Provided data section start

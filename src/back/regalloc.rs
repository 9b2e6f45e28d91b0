//! The register-allocation contract and a linear-scan allocator.
//!
//! The contract is the location map: one integer per value id, a register
//! file position when non-negative, a spill slot number when negative
//! (frame offset `-slot * word_size`). The emitter treats the map as
//! read-only; anything that produces a well-formed map can stand in for the
//! allocator here. Well-formed means positions 0 (A) and 1 (B) hold no
//! value live across an emission, and every value wider than the target
//! word (`ldouble` and the complex types) sits in spill slots — the wide
//! store and x87 paths read those slots directly and panic on a map that
//! puts such a value in a register.

use tracing::debug;

use crate::back::asm::{Gpr, Target};
use crate::back::operand::type_size;
use crate::middle::ir::{Function, Opcode, Type, Value};

/// Where a value lives.
#[derive(Clone, Copy, PartialEq, Eq, Debug)]
pub enum Loc {
    Reg(Gpr),
    Spill(u32),
}

/// Completed allocation result for one function.
#[derive(Clone, Debug)]
pub struct Allocation {
    loc: Vec<i32>,
    spill_slots: u32,
}

impl Allocation {
    /// Build from a raw location map: `loc[i] >= 0` is a register file
    /// position, `loc[i] < 0` a spill slot number. `loc[0]` is unused.
    pub fn from_raw(loc: Vec<i32>) -> Allocation {
        let spill_slots = loc.iter().map(|&l| if l < 0 { -l as u32 } else { 0 }).max().unwrap_or(0);
        Allocation { loc, spill_slots }
    }

    pub fn loc(&self, v: Value) -> Loc {
        let raw = self.loc[v.index()];
        if raw >= 0 {
            Loc::Reg(Gpr::from_index(raw as usize))
        } else {
            Loc::Spill(-raw as u32)
        }
    }

    pub fn is_spilled(&self, v: Value) -> bool {
        matches!(self.loc(v), Loc::Spill(_))
    }

    pub fn spill_slots(&self) -> u32 {
        self.spill_slots
    }

    /// Total frame bytes reserved for spills.
    pub fn frame_size(&self, target: Target) -> i64 {
        (self.spill_slots * target.word_size()) as i64
    }
}

#[derive(Clone, Copy, Debug)]
struct Interval {
    value: Value,
    def: usize,
    last: usize,
    ty: Type,
}

/// Registers handed out to live values. A and B stay reserved as the
/// per-instruction scratches.
const POOL: [Gpr; 4] = [Gpr::C, Gpr::D, Gpr::Si, Gpr::Di];

/// Linear scan over one function. Patches the function's `FuncBegin.imm`
/// with the resulting frame size.
pub fn allocate(f: &mut Function, target: Target) -> Allocation {
    let n = f.max_value() as usize;
    let mut intervals: Vec<Option<Interval>> = vec![None; n + 1];
    let mut calls = Vec::new();

    for (i, inst) in f.body.iter().enumerate() {
        if inst.op == Opcode::Call {
            calls.push(i);
        }
        if inst.dest.is_some() {
            let iv = intervals[inst.dest.index()].get_or_insert(Interval {
                value: inst.dest,
                def: i,
                last: i,
                ty: inst.ty,
            });
            iv.last = iv.last.max(i);
        }
        for src in [inst.src1, inst.src2] {
            if src.is_some() {
                let iv = intervals[src.index()].get_or_insert(Interval {
                    value: src,
                    def: i,
                    last: i,
                    ty: inst.ty,
                });
                iv.last = i;
            }
        }
    }

    let mut ordered: Vec<Interval> = intervals.iter().flatten().copied().collect();
    ordered.sort_by_key(|iv| iv.def);

    let word = target.word_size();
    let mut loc = vec![0i32; n + 1];
    let mut free: Vec<Gpr> = POOL.iter().rev().copied().collect();
    let mut active: Vec<(usize, Gpr)> = Vec::new();
    let mut slots = 0u32;

    let mut spill = |loc: &mut Vec<i32>, slots: &mut u32, iv: &Interval| {
        let bytes = type_size(iv.ty, target);
        *slots += bytes.div_ceil(word);
        loc[iv.value.index()] = -(*slots as i32);
    };

    for iv in &ordered {
        // Expire intervals that ended strictly before this definition.
        active.retain(|&(last, r)| {
            if last < iv.def {
                free.push(r);
                false
            } else {
                true
            }
        });

        let wide = type_size(iv.ty, target) > word;
        let across_call = calls.iter().any(|&c| iv.def < c && c < iv.last);
        if wide || across_call {
            spill(&mut loc, &mut slots, iv);
            continue;
        }

        // Byte values cannot use SI/DI on x86: no low sub-register names.
        let byte_ok = |r: Gpr| target.is64() || type_size(iv.ty, target) > 1 || r < Gpr::Si;
        match free.iter().rposition(|&r| byte_ok(r)) {
            Some(pos) => {
                let r = free.remove(pos);
                loc[iv.value.index()] = r.index() as i32;
                active.push((iv.last, r));
            }
            None => spill(&mut loc, &mut slots, iv),
        }
    }

    let alloc = Allocation { loc, spill_slots: slots };
    for inst in f.body.iter_mut() {
        if inst.op == Opcode::FuncBegin {
            inst.imm = alloc.frame_size(target);
        }
    }
    debug!(name = %f.name, values = n, spills = slots, "register allocation");
    alloc
}

#[cfg(test)]
mod tests {
    use super::*;
    use crate::common::id;
    use crate::middle::ir::{Inst, Type};

    fn add(d: u32, a: u32, b: u32) -> Inst {
        Inst::new(Opcode::Add).dest(Value(d)).src1(Value(a)).src2(Value(b))
    }

    fn func(body: Vec<Inst>) -> Function {
        let mut f = Function::new(id("f"));
        f.body.push(Inst::new(Opcode::FuncBegin).name(id("f")));
        f.body.extend(body);
        f.body.push(Inst::new(Opcode::FuncEnd));
        f
    }

    #[test]
    fn scratches_never_allocated() {
        let mut f = func(vec![
            Inst::new(Opcode::Const).dest(Value(1)).imm(1),
            Inst::new(Opcode::Const).dest(Value(2)).imm(2),
            add(3, 1, 2),
            add(4, 3, 1),
            add(5, 4, 2),
        ]);
        let alloc = allocate(&mut f, Target::X64);
        for v in 1..=5 {
            if let Loc::Reg(r) = alloc.loc(Value(v)) {
                assert!(r != Gpr::A && r != Gpr::B, "v{v} placed in a scratch");
            }
        }
    }

    #[test]
    fn dead_intervals_free_their_register() {
        let mut f = func(vec![
            Inst::new(Opcode::Const).dest(Value(1)).imm(1),
            Inst::new(Opcode::Store).src1(Value(1)).name(id("x")),
            Inst::new(Opcode::Const).dest(Value(2)).imm(2),
            Inst::new(Opcode::Store).src1(Value(2)).name(id("y")),
        ]);
        let alloc = allocate(&mut f, Target::X64);
        // v1 is dead before v2 is defined, so both fit the first pool slot.
        assert_eq!(alloc.loc(Value(1)), alloc.loc(Value(2)));
        assert_eq!(alloc.spill_slots(), 0);
    }

    #[test]
    fn pressure_spills() {
        // Six values all live until the final sum: only four registers.
        let mut f = func(vec![
            Inst::new(Opcode::Const).dest(Value(1)).imm(1),
            Inst::new(Opcode::Const).dest(Value(2)).imm(2),
            Inst::new(Opcode::Const).dest(Value(3)).imm(3),
            Inst::new(Opcode::Const).dest(Value(4)).imm(4),
            Inst::new(Opcode::Const).dest(Value(5)).imm(5),
            add(6, 1, 2),
            add(7, 6, 3),
            add(8, 7, 4),
            add(9, 8, 5),
        ]);
        let alloc = allocate(&mut f, Target::X64);
        let spilled = (1..=9).filter(|&v| alloc.is_spilled(Value(v))).count();
        assert!(spilled > 0);
        assert!(alloc.frame_size(Target::X64) >= 8);
    }

    #[test]
    fn live_across_call_is_spilled() {
        let mut f = func(vec![
            Inst::new(Opcode::Const).dest(Value(1)).imm(1),
            Inst::new(Opcode::Call).name(id("g")),
            Inst::new(Opcode::Store).src1(Value(1)).name(id("x")),
        ]);
        let alloc = allocate(&mut f, Target::X64);
        assert!(alloc.is_spilled(Value(1)));
    }

    #[test]
    fn wide_types_get_consecutive_slots() {
        let mut f = func(vec![
            Inst::new(Opcode::Load).dest(Value(1)).name(id("a")).ty(Type::LDoubleComplex),
            Inst::new(Opcode::Load).dest(Value(2)).name(id("b")).ty(Type::LDouble),
        ]);
        let alloc = allocate(&mut f, Target::X64);
        // 20 bytes = 3 slots, then 10 bytes = 2 slots.
        assert_eq!(alloc.loc(Value(1)), Loc::Spill(3));
        assert_eq!(alloc.loc(Value(2)), Loc::Spill(5));
        assert_eq!(alloc.frame_size(Target::X64), 40);
    }

    #[test]
    fn frame_size_patched_into_func_begin() {
        let mut f = func(vec![
            Inst::new(Opcode::Load).dest(Value(1)).name(id("a")).ty(Type::LDouble),
        ]);
        allocate(&mut f, Target::X64);
        assert_eq!(f.body[0].op, Opcode::FuncBegin);
        assert_eq!(f.body[0].imm, 16);
    }

    #[test]
    fn x86_byte_values_avoid_si_di() {
        let mut f = func(vec![
            Inst::new(Opcode::Load).dest(Value(1)).name(id("a")).ty(Type::Char),
            Inst::new(Opcode::Load).dest(Value(2)).name(id("b")).ty(Type::Char),
            Inst::new(Opcode::Load).dest(Value(3)).name(id("c")).ty(Type::Char),
            add(4, 1, 2),
            add(5, 4, 3),
            Inst::new(Opcode::Store).src1(Value(1)).name(id("x")),
            Inst::new(Opcode::Store).src1(Value(2)).name(id("x")),
            Inst::new(Opcode::Store).src1(Value(3)).name(id("x")),
        ]);
        let alloc = allocate(&mut f, Target::X86);
        for v in [1, 2, 3] {
            match alloc.loc(Value(v)) {
                Loc::Reg(r) => assert!(r < Gpr::Si, "byte value v{v} in {r:?}"),
                Loc::Spill(_) => {}
            }
        }
    }

    #[test]
    fn manual_maps_round_trip() {
        let alloc = Allocation::from_raw(vec![0, 5, -1, 2]);
        assert_eq!(alloc.loc(Value(1)), Loc::Reg(Gpr::Di));
        assert_eq!(alloc.loc(Value(2)), Loc::Spill(1));
        assert_eq!(alloc.loc(Value(3)), Loc::Reg(Gpr::C));
        assert_eq!(alloc.frame_size(Target::X64), 8);
        assert_eq!(alloc.frame_size(Target::X86), 4);
    }
}
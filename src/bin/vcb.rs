//! the back-end driver binary. takes an IR file, a syntax and target
//! selection, and optimization flags, and prints IR or assembly.
//!
//! run with `--help` for more info.

use vc::back::*;
use vc::middle::{self, licm};

use clap::{Parser, ValueEnum};

#[derive(Debug, Parser)]
#[command(version, about, long_about = None)]
struct Args {
    /// the input IR file
    file: String,
    /// the output format
    #[arg(value_enum, short, long, default_value_t = Output::Asm)]
    out: Output,
    /// assembler syntax
    #[arg(value_enum, short, long, default_value_t = SyntaxArg::Att)]
    syntax: SyntaxArg,
    /// code generation target
    #[arg(value_enum, short, long, default_value_t = TargetArg::X64)]
    target: TargetArg,
    /// turn on optimizations
    #[arg(short = 'O', default_value_t = false)]
    optimize: bool,
}

#[derive(Copy, Clone, Debug, PartialEq, Eq, PartialOrd, Ord, Hash, ValueEnum)]
enum Output {
    /// the IR after optimizations
    Ir,
    /// the resulting assembly code
    Asm,
}

#[derive(Copy, Clone, Debug, PartialEq, Eq, PartialOrd, Ord, Hash, ValueEnum)]
enum SyntaxArg {
    Att,
    Intel,
}

#[derive(Copy, Clone, Debug, PartialEq, Eq, PartialOrd, Ord, Hash, ValueEnum)]
enum TargetArg {
    X86,
    X64,
}

fn main() {
    use Output::*;
    let args = Args::parse();

    let input = String::from_utf8(std::fs::read(&args.file).expect("file should be readable"))
        .expect("input characters should be utf8");

    let mut module = middle::parse_module(&input).unwrap_or_else(|e| {
        eprintln!("{}: {e}", args.file);
        std::process::exit(1);
    });
    if args.optimize {
        licm::run(&mut module);
    }

    match args.out {
        Ir => {
            for f in &module.funcs {
                for inst in &f.body {
                    println!("{inst}");
                }
            }
        }
        Asm => {
            let syntax = match args.syntax {
                SyntaxArg::Att => Syntax::Att,
                SyntaxArg::Intel => Syntax::Intel,
            };
            let target = match args.target {
                TargetArg::X86 => Target::X86,
                TargetArg::X64 => Target::X64,
            };
            let mut cg = Codegen::new(syntax, target);
            cg.emit_module(&mut module).unwrap_or_else(|e| {
                eprintln!("{}: {e}", args.file);
                std::process::exit(1);
            });
            print!("{}", cg.finish());
        }
    }
}
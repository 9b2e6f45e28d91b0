//! System-V argument marshalling.
//!
//! Integer and pointer arguments ride the six GP argument registers on
//! x64, float/double the first eight XMM registers; everything else, and
//! everything on x86, goes to the stack. The per-call counters live in an
//! explicit [ArgState] threaded through the function emitter and reset
//! after each `call`.

use tracing::trace;

use crate::back::asm::{Syntax, Width};
use crate::back::codegen::FuncEmit;
use crate::back::operand::Operand;
use crate::error::Result;
use crate::middle::ir::{Inst, Type};

/// Per-call argument state.
#[derive(Clone, Copy, Debug, Default)]
pub struct ArgState {
    /// Bytes pushed for the pending call; the call site pops them back.
    pub stack_bytes: i64,
    /// Next integer argument register index.
    pub int_idx: usize,
    /// Next XMM argument register index.
    pub float_idx: usize,
}

impl ArgState {
    pub fn reset(&mut self) {
        *self = ArgState::default();
    }
}

/// Integer/pointer argument registers in System-V order.
pub const INT_ARG_REGS: [&str; 6] = ["rdi", "rsi", "rdx", "rcx", "r8", "r9"];

impl<'a> FuncEmit<'a> {
    pub(super) fn emit_arg(&mut self, inst: &Inst) -> Result<()> {
        trace!(ty = %inst.ty, "marshal argument");
        let t = self.target();
        match inst.ty {
            Type::Float | Type::Double if t.is64() && self.args.float_idx < 8 => {
                self.arg_xmm(inst)
            }
            Type::Float => self.arg_stack_float(inst),
            Type::Double => self.arg_stack_double(inst),
            Type::LDouble => self.arg_stack_ldouble(inst),
            _ if t.is64() && self.args.int_idx < 6 => self.arg_int_reg(inst),
            _ => self.arg_push(inst),
        }
    }

    /// Next GP argument register.
    fn arg_int_reg(&mut self, inst: &Inst) -> Result<()> {
        let t = self.target();
        let w = t.word();
        let src = self.operand_of(inst.src1, w);
        let reg = INT_ARG_REGS[self.args.int_idx];
        self.per_syntax(
            format!("mov{w} {}, %{reg}", src.render(Syntax::Att, t, None)),
            format!("mov {reg}, {}", src.render(Syntax::Intel, t, Some(w.keyword()))),
        );
        self.args.int_idx += 1;
        Ok(())
    }

    /// Next XMM argument register: `movd` for float, `movq` for double.
    fn arg_xmm(&mut self, inst: &Inst) -> Result<()> {
        let (mn, w) = match inst.ty {
            Type::Float => ("movd", Width::Long),
            _ => ("movq", Width::Quad),
        };
        let t = self.target();
        let i = self.args.float_idx;
        let src = self.operand_of(inst.src1, w);
        self.per_syntax(
            format!("{mn} {}, %xmm{i}", src.render(Syntax::Att, t, None)),
            format!("{mn} xmm{i}, {}", src.render(Syntax::Intel, t, Some(w.keyword()))),
        );
        self.args.float_idx += 1;
        Ok(())
    }

    /// Four stack bytes, stored through XMM0.
    fn arg_stack_float(&mut self, inst: &Inst) -> Result<()> {
        let t = self.target();
        self.sp_adjust("sub", 4);
        let src = self.operand_of(inst.src1, Width::Long);
        self.per_syntax(
            format!("movd {}, %xmm0", src.render(Syntax::Att, t, None)),
            format!("movd xmm0, {}", src.render(Syntax::Intel, t, Some("dword ptr"))),
        );
        self.per_syntax(
            format!("movss %xmm0, (%{})", t.sp()),
            format!("movss dword ptr [{}], xmm0", t.sp()),
        );
        self.args.stack_bytes += 4;
        Ok(())
    }

    /// Eight stack bytes, stored through XMM0.
    fn arg_stack_double(&mut self, inst: &Inst) -> Result<()> {
        let t = self.target();
        self.sp_adjust("sub", 8);
        let src = self.operand_of(inst.src1, Width::Quad);
        self.per_syntax(
            format!("movq {}, %xmm0", src.render(Syntax::Att, t, None)),
            format!("movq xmm0, {}", src.render(Syntax::Intel, t, Some("qword ptr"))),
        );
        self.per_syntax(
            format!("movsd %xmm0, (%{})", t.sp()),
            format!("movsd qword ptr [{}], xmm0", t.sp()),
        );
        self.args.stack_bytes += 8;
        Ok(())
    }

    /// Ten-byte value through the x87 unit; 16 bytes of stack on x64 for
    /// alignment, 10 on x86.
    fn arg_stack_ldouble(&mut self, inst: &Inst) -> Result<()> {
        let t = self.target();
        let size = if t.is64() { 16 } else { 10 };
        self.sp_adjust("sub", size);
        let src = self.slot_mem(inst.src1);
        self.fldt(&src);
        self.per_syntax(
            format!("fstpt (%{})", t.sp()),
            format!("fstp tword ptr [{}]", t.sp()),
        );
        self.args.stack_bytes += size;
        Ok(())
    }

    /// Plain word push: the x86 path, and the x64 overflow path once the
    /// argument registers run out.
    fn arg_push(&mut self, inst: &Inst) -> Result<()> {
        let t = self.target();
        let w = t.word();
        let src = self.operand_of(inst.src1, w);
        self.op1("push", w, &src);
        self.args.stack_bytes += t.word_size() as i64;
        Ok(())
    }
}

Provided data section end

Assignment => Above are the entries. Copy exactly the part that opens with the line containing "for more info." and closes with the line containing "the output format", and no more.

Result =>
//! run with `--help` for more info.

use vc::back::*;
use vc::middle::{self, licm};

use clap::{Parser, ValueEnum};

#[derive(Debug, Parser)]
#[command(version, about, long_about = None)]
struct Args {
    /// the input IR file
    file: String,
    /// the output format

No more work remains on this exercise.